◆ **Aim of the task**: Between the line containing "use std::cmp::Ordering;" and the line containing "fn find_split(hull: &PartialHull, edge: &SweepEvent)" lies a run of lines; give that run again exactly, with both of those lines, and nothing else from the entries below.

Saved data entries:
──────
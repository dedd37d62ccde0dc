//! Sweep-line triangulation of a planar straight-line graph.
//!
//! A vertical sweep line moves along the x axis. The region it has already crossed is
//! partitioned into partial hulls by the input edges. Each partial hull keeps a lower and
//! an upper monotone chain of vertices, which are greedily triangulated as new points come
//! in: every point reached by the sweep line is connected to the chains of the hulls it
//! falls into, and the reflex part of each chain is popped into triangles.
//!
//! Edges starting at a point split the hull they start in, edges ending at a point merge
//! the two hulls on each side of them. A sentinel hull to the left of every input point
//! bounds the region from below, so every point falls into at least one hull.
//!
//! The result covers the convex hull of the vertices and contains every input edge that is
//! not vertical. Vertical edges do not generate events.

use crate::error::InternalError;
use crate::geom::{orient2d, point, Point};
use crate::mesh::{Edge, Mesh};
use crate::pool::ScratchPool;
use crate::search;
use crate::VertexId;

use std::cmp::Ordering;

#[derive(Copy, Clone, Debug, PartialEq, Eq, PartialOrd, Ord)]
enum EventKind {
    Point,
    End,
    Start,
}

#[derive(Copy, Clone, Debug)]
struct SweepEvent {
    /// Where the event happens.
    at: Point<f64>,
    /// The other end of the edge. Same as `at` for point events.
    other: Point<f64>,
    kind: EventKind,
    /// Vertex index for point events, edge index otherwise.
    index: usize,
}

#[derive(Clone, Debug)]
struct PartialHull {
    a: Point<f64>,
    b: Point<f64>,
    /// `None` for the sentinel.
    edge: Option<usize>,
    lower: Vec<VertexId>,
    upper: Vec<VertexId>,
}

#[inline]
fn sign(v: f64) -> Ordering {
    if v > 0.0 {
        Ordering::Greater
    } else if v < 0.0 {
        Ordering::Less
    } else {
        Ordering::Equal
    }
}

fn compare_events(a: &SweepEvent, b: &SweepEvent) -> Ordering {
    a.at.x
        .partial_cmp(&b.at.x)
        .unwrap_or(Ordering::Equal)
        .then_with(|| a.at.y.partial_cmp(&b.at.y).unwrap_or(Ordering::Equal))
        .then_with(|| a.kind.cmp(&b.kind))
        .then_with(|| {
            if a.kind == EventKind::Point {
                Ordering::Equal
            } else {
                sign(orient2d(a.at, a.other, b.other))
            }
        })
        .then_with(|| a.index.cmp(&b.index))
}

/// Side of the hull's lower boundary the point is on.
fn test_point(hull: &PartialHull, p: Point<f64>) -> Ordering {
    sign(orient2d(hull.a, hull.b, p))
}

/// Orders a hull against an edge going from `edge.at` (left) to `edge.other` (right).
fn find_split(hull: &PartialHull, edge: &SweepEvent) -> Ordering {
    let d = if hull.a.x < edge.at.x {
        orient2d(hull.a, hull.b, edge.at)
    } else {
        orient2d(edge.other, edge.at, hull.a)
    };
    if d != 0.0 {
        return sign(d);
    }

    let d = if edge.other.x < hull.b.x {
        orient2d(hull.a, hull.b, edge.other)
    } else {
        orient2d(edge.other, edge.at, hull.b)
    };
    if d != 0.0 {
        return sign(d);
    }

    hull.edge.cmp(&Some(edge.index))
}

/// Sweep-line triangulator producing the initial triangle soup of a mesh.
pub struct MonotoneTriangulator {
    log: bool,
}

impl MonotoneTriangulator {
    pub fn new() -> Self {
        MonotoneTriangulator { log: false }
    }

    /// Enable/disable some verbose logging during the sweep, for debugging purposes.
    pub fn set_logging(&mut self, is_enabled: bool) {
        #[cfg(debug_assertions)]
        let forced = std::env::var("TESSERA_FORCE_LOGGING").is_ok();

        #[cfg(not(debug_assertions))]
        let forced = false;

        self.log = is_enabled || forced;
    }

    /// Appends a triangulation of the mesh's vertices to its triangle list.
    ///
    /// The vertices must be unique. Each emitted triangle has a negative
    /// [orientation](crate::geom::orient2d).
    pub fn triangulate(&self, mesh: &mut Mesh, pool: &ScratchPool) -> Result<(), InternalError> {
        if mesh.vertices.is_empty() {
            return Ok(());
        }

        let mut positions = pool.checkout::<Point<f64>>();
        positions.extend(mesh.vertices.iter().map(|p| p.to_f64()));

        let mut events = pool.checkout::<SweepEvent>();
        for (index, &at) in positions.iter().enumerate() {
            events.push(SweepEvent {
                at,
                other: at,
                kind: EventKind::Point,
                index,
            });
        }

        // Contours that retrace an edge would otherwise open empty hulls.
        let mut edges = pool.checkout::<Edge>();
        mesh.constraint_edges(&mut edges);

        for (index, edge) in edges.iter().enumerate() {
            let a = positions[edge.from.to_usize()];
            let b = positions[edge.to.to_usize()];
            let (left, right) = if a.x < b.x {
                (a, b)
            } else if a.x > b.x {
                (b, a)
            } else {
                tess_log!(self, "skipping vertical edge #{} {:?}", index, edge);
                continue;
            };

            events.push(SweepEvent {
                at: left,
                other: right,
                kind: EventKind::Start,
                index,
            });
            events.push(SweepEvent {
                at: right,
                other: left,
                kind: EventKind::End,
                index,
            });
        }

        events.sort_by(compare_events);

        let first_x = events[0].at.x;
        let min_x = first_x - (1.0 + first_x.abs());
        let mut hulls = pool.checkout::<PartialHull>();
        hulls.push(PartialHull {
            a: point(min_x, 1.0),
            b: point(min_x, 0.0),
            edge: None,
            lower: Vec::new(),
            upper: Vec::new(),
        });

        let num_triangles = mesh.triangles.len();
        let mut previous_point: Option<Point<f64>> = None;

        for event in events.iter() {
            match event.kind {
                EventKind::Point => {
                    if previous_point == Some(event.at) {
                        return Err(InternalError::DuplicateVertex(VertexId::from_usize(
                            event.index,
                        )));
                    }
                    previous_point = Some(event.at);

                    self.add_point(
                        &mut hulls,
                        &positions,
                        &mut mesh.triangles,
                        event.at,
                        VertexId::from_usize(event.index),
                    );
                }
                EventKind::Start => {
                    self.split_hulls(&mut hulls, event)?;
                }
                EventKind::End => {
                    self.merge_hulls(&mut hulls, event)?;
                }
            }
        }

        log::debug!(
            "monotone sweep: {} events, {} triangles",
            events.len(),
            mesh.triangles.len() - num_triangles
        );

        Ok(())
    }

    fn add_point(
        &self,
        hulls: &mut [PartialHull],
        positions: &[Point<f64>],
        triangles: &mut Vec<[VertexId; 3]>,
        p: Point<f64>,
        id: VertexId,
    ) {
        // The sentinel is below every point, so `lo` is only missing on degenerate input.
        let lo = search::last_less(hulls, |hull| test_point(hull, p)).unwrap_or(0);
        let hi = search::first_greater(hulls, |hull| test_point(hull, p));

        tess_log!(self, "point {:?} at {:?} in hulls {}..{}", id, p, lo, hi);

        for hull in hulls.iter_mut().take(hi).skip(lo) {
            let lower = &mut hull.lower;
            while lower.len() > 1 {
                let n = lower.len();
                let (a, b) = (lower[n - 2], lower[n - 1]);
                if orient2d(positions[a.to_usize()], positions[b.to_usize()], p) <= 0.0 {
                    break;
                }
                triangles.push([b, a, id]);
                lower.pop();
            }
            lower.push(id);

            let upper = &mut hull.upper;
            while upper.len() > 1 {
                let n = upper.len();
                let (a, b) = (upper[n - 2], upper[n - 1]);
                if orient2d(positions[a.to_usize()], positions[b.to_usize()], p) >= 0.0 {
                    break;
                }
                triangles.push([a, b, id]);
                upper.pop();
            }
            upper.push(id);
        }
    }

    fn split_hulls(
        &self,
        hulls: &mut Vec<PartialHull>,
        event: &SweepEvent,
    ) -> Result<(), InternalError> {
        let missing = InternalError::MissingHullFragment(event.index);

        let idx = search::last_less_or_equal(hulls, |hull| find_split(hull, event))
            .ok_or(missing)?;

        let seed = *hulls[idx].upper.last().ok_or(missing)?;
        let upper = std::mem::replace(&mut hulls[idx].upper, vec![seed]);

        tess_log!(self, "edge #{} splits hull {} at {:?}", event.index, idx, seed);

        hulls.insert(
            idx + 1,
            PartialHull {
                a: event.at,
                b: event.other,
                edge: Some(event.index),
                lower: vec![seed],
                upper,
            },
        );

        Ok(())
    }

    fn merge_hulls(
        &self,
        hulls: &mut Vec<PartialHull>,
        event: &SweepEvent,
    ) -> Result<(), InternalError> {
        // Look the edge up in the direction it was inserted with.
        let edge = SweepEvent {
            at: event.other,
            other: event.at,
            ..*event
        };

        let idx = match search::find_equal(hulls, |hull| find_split(hull, &edge)) {
            Some(idx) if idx > 0 => idx,
            _ => {
                return Err(InternalError::MissingHullFragment(event.index));
            }
        };

        tess_log!(self, "edge #{} merges hulls {} and {}", event.index, idx - 1, idx);

        let removed = hulls.remove(idx);
        hulls[idx - 1].upper = removed.upper;

        Ok(())
    }
}

impl Default for MonotoneTriangulator {
    fn default() -> Self {
        Self::new()
    }
}

#[cfg(test)]
fn sweep(points: &[(f32, f32)], contour: bool) -> Result<Mesh, InternalError> {
    let mut mesh = Mesh::new();
    for &(x, y) in points {
        mesh.add_vertex(crate::math::point(x, y));
    }
    if contour {
        let n = points.len() as u32;
        for i in 0..n {
            mesh.add_edge(VertexId(i), VertexId((i + 1) % n));
        }
    }

    let pool = ScratchPool::new();
    MonotoneTriangulator::new().triangulate(&mut mesh, &pool)?;

    for tri in &mesh.triangles {
        let a = mesh.vertex(tri[0]).to_f64();
        let b = mesh.vertex(tri[1]).to_f64();
        let c = mesh.vertex(tri[2]).to_f64();
        assert!(orient2d(a, b, c) < 0.0, "bad winding {:?}", tri);
    }

    Ok(mesh)
}

#[test]
fn unit_square() {
    let mesh = sweep(&[(0.0, 0.0), (1.0, 0.0), (1.0, 1.0), (0.0, 1.0)], true).unwrap();
    assert_eq!(mesh.triangles.len(), 2);
    assert!((mesh.triangle_area() - 1.0).abs() < 1e-9);
}

#[test]
fn single_triangle() {
    let mesh = sweep(&[(0.0, 0.0), (10.0, 0.0), (5.0, 8.0)], true).unwrap();
    assert_eq!(
        mesh.triangles,
        vec![[VertexId(2), VertexId(0), VertexId(1)]]
    );
}

#[test]
fn point_grid() {
    let mut points = Vec::new();
    for x in 0..3 {
        for y in 0..3 {
            points.push((x as f32, y as f32));
        }
    }

    let mesh = sweep(&points, false).unwrap();
    assert_eq!(mesh.triangles.len(), 8);
    assert!((mesh.triangle_area() - 4.0).abs() < 1e-9);
}

#[test]
fn no_vertices() {
    let mesh = sweep(&[], false).unwrap();
    assert!(mesh.triangles.is_empty());
}

#[test]
fn collinear_points() {
    let mesh = sweep(&[(0.0, 0.0), (1.0, 1.0), (2.0, 2.0), (3.0, 3.0)], false).unwrap();
    assert!(mesh.triangles.is_empty());
}

#[test]
fn duplicate_vertex() {
    let res = sweep(&[(0.0, 0.0), (1.0, 0.0), (0.0, 0.0)], false);
    assert_eq!(res.err(), Some(InternalError::DuplicateVertex(VertexId(2))));
}

#[test]
fn scratch_buffers_are_returned() {
    let mut mesh = Mesh::new();
    mesh.add_vertex(crate::math::point(0.0, 0.0));
    mesh.add_vertex(crate::math::point(1.0, 0.5));
    mesh.add_vertex(crate::math::point(0.0, 1.0));

    let pool = ScratchPool::new();
    let triangulator = MonotoneTriangulator::new();
    triangulator.triangulate(&mut mesh, &pool).unwrap();
    assert_eq!(pool.available::<SweepEvent>(), 1);
    assert_eq!(pool.available::<PartialHull>(), 1);

    mesh.triangles.clear();
    mesh.add_vertex(crate::math::point(1.0, 0.5));
    assert!(triangulator.triangulate(&mut mesh, &pool).is_err());
    assert_eq!(pool.available::<SweepEvent>(), 1);
    assert_eq!(pool.available::<Point<f64>>(), 1);
}
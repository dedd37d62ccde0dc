//! Closed shapes used to exercise the triangulator.
//!
//! All contours are counter-clockwise with the y axis pointing up unless stated otherwise.

use crate::path::builder::PathBuilder;
use crate::path::math::{point, vector, Point};

use std::f32::consts::PI;

/// Distance of the control points of a quarter circle approximation, for a unit radius.
const CIRCLE_CTRL: f32 = 0.552_284_75;

/// A circle made of four cubic bézier curves.
pub fn build_circle_path<Builder: PathBuilder>(builder: &mut Builder, center: Point, radius: f32) {
    let r = radius;
    let k = radius * CIRCLE_CTRL;

    builder.begin(center + vector(r, 0.0));
    builder.cubic_bezier_to(
        center + vector(r, k),
        center + vector(k, r),
        center + vector(0.0, r),
    );
    builder.cubic_bezier_to(
        center + vector(-k, r),
        center + vector(-r, k),
        center + vector(-r, 0.0),
    );
    builder.cubic_bezier_to(
        center + vector(-r, -k),
        center + vector(-k, -r),
        center + vector(0.0, -r),
    );
    builder.cubic_bezier_to(
        center + vector(k, -r),
        center + vector(r, -k),
        center + vector(r, 0.0),
    );
    builder.close();
}

/// A star polygon alternating between the outer and inner radius.
///
/// The first branch points up.
pub fn build_star_path<Builder: PathBuilder>(
    builder: &mut Builder,
    center: Point,
    outer_radius: f32,
    inner_radius: f32,
    branches: u32,
) {
    let n = branches.max(2) * 2;
    let step = 2.0 * PI / n as f32;

    for i in 0..n {
        let radius = if i % 2 == 0 { outer_radius } else { inner_radius };
        let angle = PI * 0.5 + step * i as f32;
        let p = center + vector(angle.cos(), angle.sin()) * radius;
        if i == 0 {
            builder.begin(p);
        } else {
            builder.line_to(p);
        }
    }
    builder.close();
}

/// Two squares centered on the origin.
///
/// With `reverse_inner`, the inner square is clockwise and cancels out the outer one for
/// both fill rules. Otherwise the inner region has a winding number of two.
pub fn build_nested_squares_path<Builder: PathBuilder>(
    builder: &mut Builder,
    outer_half_size: f32,
    inner_half_size: f32,
    reverse_inner: bool,
) {
    let square = |s: f32| {
        [
            point(-s, -s),
            point(s, -s),
            point(s, s),
            point(-s, s),
        ]
    };

    builder.add_polygon(&square(outer_half_size));

    let mut inner = square(inner_half_size);
    if reverse_inner {
        inner.reverse();
    }
    builder.add_polygon(&inner);
}

/// An irregular curvy shape with no straight edges.
pub fn build_blob_path<Builder: PathBuilder>(builder: &mut Builder) {
    builder.begin(point(0.0, 0.0));
    builder.cubic_bezier_to(point(30.0, -20.0), point(60.0, 20.0), point(80.0, 0.5));
    builder.cubic_bezier_to(point(100.0, -20.0), point(110.0, 40.0), point(79.5, 60.0));
    builder.cubic_bezier_to(point(50.0, 80.0), point(20.0, 40.0), point(0.5, 61.0));
    builder.cubic_bezier_to(point(-20.0, 80.0), point(-30.0, 20.0), point(0.0, 0.0));
    builder.close();
}

#[test]
fn shapes_are_closed() {
    use crate::path::{Path, PathEvent};

    let mut builder = Path::builder();
    build_circle_path(&mut builder, point(1.0, 2.0), 3.0);
    build_star_path(&mut builder, point(0.0, 0.0), 10.0, 4.0, 5);
    build_nested_squares_path(&mut builder, 2.0, 1.0, true);
    build_blob_path(&mut builder);
    let path = builder.build();

    assert_eq!(path.num_sub_paths(), 5);
    let closed = path
        .iter()
        .filter(|event| matches!(event, PathEvent::End { close: true, .. }))
        .count();
    assert_eq!(closed, 5);

    let mut circle = Path::builder();
    build_circle_path(&mut circle, point(0.0, 0.0), 1.0);
    let events: Vec<PathEvent> = circle.build().iter().collect();
    assert_eq!(events.len(), 6);
    assert_eq!(events[0], PathEvent::Begin { at: point(1.0, 0.0) });
    assert_eq!(events[2].to(), point(-1.0, 0.0));
    assert_eq!(events[3].to(), point(0.0, -1.0));
}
──────
◆ **Worked solution**:
use std::cmp::Ordering;

#[derive(Copy, Clone, Debug, PartialEq, Eq, PartialOrd, Ord)]
enum EventKind {
    Point,
    End,
    Start,
}

#[derive(Copy, Clone, Debug)]
struct SweepEvent {
    /// Where the event happens.
    at: Point<f64>,
    /// The other end of the edge. Same as `at` for point events.
    other: Point<f64>,
    kind: EventKind,
    /// Vertex index for point events, edge index otherwise.
    index: usize,
}

#[derive(Clone, Debug)]
struct PartialHull {
    a: Point<f64>,
    b: Point<f64>,
    /// `None` for the sentinel.
    edge: Option<usize>,
    lower: Vec<VertexId>,
    upper: Vec<VertexId>,
}

#[inline]
fn sign(v: f64) -> Ordering {
    if v > 0.0 {
        Ordering::Greater
    } else if v < 0.0 {
        Ordering::Less
    } else {
        Ordering::Equal
    }
}

fn compare_events(a: &SweepEvent, b: &SweepEvent) -> Ordering {
    a.at.x
        .partial_cmp(&b.at.x)
        .unwrap_or(Ordering::Equal)
        .then_with(|| a.at.y.partial_cmp(&b.at.y).unwrap_or(Ordering::Equal))
        .then_with(|| a.kind.cmp(&b.kind))
        .then_with(|| {
            if a.kind == EventKind::Point {
                Ordering::Equal
            } else {
                sign(orient2d(a.at, a.other, b.other))
            }
        })
        .then_with(|| a.index.cmp(&b.index))
}

/// Side of the hull's lower boundary the point is on.
fn test_point(hull: &PartialHull, p: Point<f64>) -> Ordering {
    sign(orient2d(hull.a, hull.b, p))
}

/// Orders a hull against an edge going from `edge.at` (left) to `edge.other` (right).
fn find_split(hull: &PartialHull, edge: &SweepEvent) -> Ordering {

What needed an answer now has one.